Carthago delenda est - kwikiel
https://en.wikipedia.org/wiki/Carthago_delenda_est
======
FabHK
Cato's famous phrase, "Ceterum censeo Carthaginem esse delendam", is feared
for its grammar, but it is quite expressive and not really that hard. It is a
combination of two constructions: ACI, Accusativus cum infinitivo, which also
exists in English, sort of: I see he swims or I see him swimming (in Latin it
would be "I see him to swim") = I see that he swims. The other thing is the
gerundive, which expresses an obligation.
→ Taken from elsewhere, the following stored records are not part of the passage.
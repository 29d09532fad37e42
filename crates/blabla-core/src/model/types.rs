use serde::Serialize;

use crate::domain::{ChatId, MessageId, UpdateId, UserId};
use crate::schema::Opaque;

/// A Telegram user or bot account.
#[derive(Clone, Debug, PartialEq, Serialize)]
pub struct User {
    pub id: UserId,
    pub is_bot: bool,
    pub first_name: String,
    #[serde(skip_serializing_if = "Option::is_none")]
    pub last_name: Option<String>,
    #[serde(skip_serializing_if = "Option::is_none")]
    pub username: Option<String>,
    #[serde(skip_serializing_if = "Option::is_none")]
    pub language_code: Option<String>,
}

impl User {
    /// Short human label used in logs and identity errors.
    pub fn describe(&self) -> String {
        let kind = if self.is_bot { "bot" } else { "user" };
        match &self.username {
            Some(username) => format!("{kind} {:?} (@{username}, id {})", self.first_name, self.id.0),
            None => format!("{kind} {:?} (id {})", self.first_name, self.id.0),
        }
    }
}

#[derive(Clone, Debug, PartialEq, Serialize)]
pub struct Chat {
    pub id: ChatId,
    /// "private", "group", "supergroup" or "channel"; kept verbatim.
    #[serde(rename = "type")]
    pub kind: String,
    #[serde(skip_serializing_if = "Option::is_none")]
    pub title: Option<String>,
    #[serde(skip_serializing_if = "Option::is_none")]
    pub username: Option<String>,
    #[serde(skip_serializing_if = "Option::is_none")]
    pub first_name: Option<String>,
    #[serde(skip_serializing_if = "Option::is_none")]
    pub last_name: Option<String>,
    #[serde(skip_serializing_if = "Option::is_none")]
    pub all_members_are_administrators: Option<bool>,
    #[serde(skip_serializing_if = "Option::is_none")]
    pub photo: Option<Opaque>,
    #[serde(skip_serializing_if = "Option::is_none")]
    pub description: Option<String>,
    #[serde(skip_serializing_if = "Option::is_none")]
    pub invite_link: Option<String>,
    #[serde(skip_serializing_if = "Option::is_none")]
    pub pinned_message: Option<Box<Message>>,
    #[serde(skip_serializing_if = "Option::is_none")]
    pub sticker_set_name: Option<String>,
    #[serde(skip_serializing_if = "Option::is_none")]
    pub can_set_sticker_set: Option<bool>,
}

#[derive(Clone, Debug, PartialEq, Serialize)]
pub struct Sticker {
    pub file_id: String,
    pub width: i32,
    pub height: i32,
    #[serde(skip_serializing_if = "Option::is_none")]
    pub thumb: Option<Opaque>,
    #[serde(skip_serializing_if = "Option::is_none")]
    pub emoji: Option<String>,
    #[serde(skip_serializing_if = "Option::is_none")]
    pub set_name: Option<String>,
    #[serde(skip_serializing_if = "Option::is_none")]
    pub mask_position: Option<Opaque>,
    #[serde(skip_serializing_if = "Option::is_none")]
    pub file_size: Option<i32>,
}

/// A message in any chat. Content fields are not mutually exclusive here.
#[derive(Clone, Debug, PartialEq, Serialize)]
pub struct Message {
    pub message_id: MessageId,
    #[serde(skip_serializing_if = "Option::is_none")]
    pub from: Option<User>,
    /// Unix seconds.
    pub date: i64,
    pub chat: Chat,
    #[serde(skip_serializing_if = "Option::is_none")]
    pub forward_from: Option<User>,
    #[serde(skip_serializing_if = "Option::is_none")]
    pub forward_from_chat: Option<Chat>,
    #[serde(skip_serializing_if = "Option::is_none")]
    pub forward_from_message_id: Option<i32>,
    #[serde(skip_serializing_if = "Option::is_none")]
    pub forward_signature: Option<String>,
    #[serde(skip_serializing_if = "Option::is_none")]
    pub forward_date: Option<i64>,
    #[serde(skip_serializing_if = "Option::is_none")]
    pub reply_to_message: Option<Box<Message>>,
    #[serde(skip_serializing_if = "Option::is_none")]
    pub edit_date: Option<i64>,
    #[serde(skip_serializing_if = "Option::is_none")]
    pub media_group_id: Option<String>,
    #[serde(skip_serializing_if = "Option::is_none")]
    pub author_signature: Option<String>,
    #[serde(skip_serializing_if = "Option::is_none")]
    pub text: Option<String>,
    #[serde(skip_serializing_if = "Option::is_none")]
    pub entities: Option<Opaque>,
    #[serde(skip_serializing_if = "Option::is_none")]
    pub caption_entities: Option<Opaque>,
    #[serde(skip_serializing_if = "Option::is_none")]
    pub audio: Option<Opaque>,
    #[serde(skip_serializing_if = "Option::is_none")]
    pub document: Option<Opaque>,
    #[serde(skip_serializing_if = "Option::is_none")]
    pub game: Option<Opaque>,
    #[serde(skip_serializing_if = "Option::is_none")]
    pub photo: Option<Opaque>,
    #[serde(skip_serializing_if = "Option::is_none")]
    pub sticker: Option<Sticker>,
    #[serde(skip_serializing_if = "Option::is_none")]
    pub video: Option<Opaque>,
    #[serde(skip_serializing_if = "Option::is_none")]
    pub voice: Option<Opaque>,
    #[serde(skip_serializing_if = "Option::is_none")]
    pub video_note: Option<Opaque>,
    #[serde(skip_serializing_if = "Option::is_none")]
    pub caption: Option<String>,
    #[serde(skip_serializing_if = "Option::is_none")]
    pub contact: Option<Opaque>,
    #[serde(skip_serializing_if = "Option::is_none")]
    pub location: Option<Opaque>,
    #[serde(skip_serializing_if = "Option::is_none")]
    pub venue: Option<Opaque>,
    #[serde(skip_serializing_if = "Option::is_none")]
    pub new_chat_members: Option<Vec<User>>,
    #[serde(skip_serializing_if = "Option::is_none")]
    pub left_chat_member: Option<User>,
    #[serde(skip_serializing_if = "Option::is_none")]
    pub new_chat_title: Option<String>,
    #[serde(skip_serializing_if = "Option::is_none")]
    pub new_chat_photo: Option<Opaque>,
    #[serde(skip_serializing_if = "Option::is_none")]
    pub delete_chat_photo: Option<bool>,
    #[serde(skip_serializing_if = "Option::is_none")]
    pub group_chat_created: Option<bool>,
    #[serde(skip_serializing_if = "Option::is_none")]
    pub supergroup_chat_created: Option<bool>,
    #[serde(skip_serializing_if = "Option::is_none")]
    pub channel_chat_created: Option<bool>,
    #[serde(skip_serializing_if = "Option::is_none")]
    pub migrate_to_chat_id: Option<i64>,
    #[serde(skip_serializing_if = "Option::is_none")]
    pub migrate_from_chat_id: Option<i64>,
    #[serde(skip_serializing_if = "Option::is_none")]
    pub pinned_message: Option<Box<Message>>,
    #[serde(skip_serializing_if = "Option::is_none")]
    pub invoice: Option<Opaque>,
    #[serde(skip_serializing_if = "Option::is_none")]
    pub successful_payment: Option<Opaque>,
}

/// One entry of a `getUpdates` batch. At most one payload is set in practice.
#[derive(Clone, Debug, PartialEq, Serialize)]
pub struct Update {
    pub update_id: UpdateId,
    #[serde(skip_serializing_if = "Option::is_none")]
    pub message: Option<Message>,
    #[serde(skip_serializing_if = "Option::is_none")]
    pub edited_message: Option<Message>,
    #[serde(skip_serializing_if = "Option::is_none")]
    pub channel_post: Option<Message>,
    #[serde(skip_serializing_if = "Option::is_none")]
    pub edited_channel_post: Option<Message>,
    #[serde(skip_serializing_if = "Option::is_none")]
    pub inline_query: Option<Opaque>,
    #[serde(skip_serializing_if = "Option::is_none")]
    pub chosen_inline_result: Option<Opaque>,
    #[serde(skip_serializing_if = "Option::is_none")]
    pub callback_query: Option<Opaque>,
    #[serde(skip_serializing_if = "Option::is_none")]
    pub shipping_query: Option<Opaque>,
    #[serde(skip_serializing_if = "Option::is_none")]
    pub pre_checkout_query: Option<Opaque>,
}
Sounds complicated, but it really
isn't - same thing as English "This is to be done" meaning "This ought to be
done".

Now, in Latin, the ACI construction can be done with many verbs, not only "to
see" ("I see him swimming") but also with "censeo", or "I opine, think" ("I
opine him swimming" \- I think he swims.) Next, throw in a cool "Ceterum" = by
the way, and combine this with the obligation of the gerundive, and we get:

 _Ceterum censeo Carthaginem esse delendam_ =

"By the way, I think that Carthago is to be eliminated."

[https://en.wikipedia.org/wiki/Accusative_and_infinitive](https://en.wikipedia.org/wiki/Accusative_and_infinitive)

[https://en.wikipedia.org/wiki/Gerundive](https://en.wikipedia.org/wiki/Gerundive)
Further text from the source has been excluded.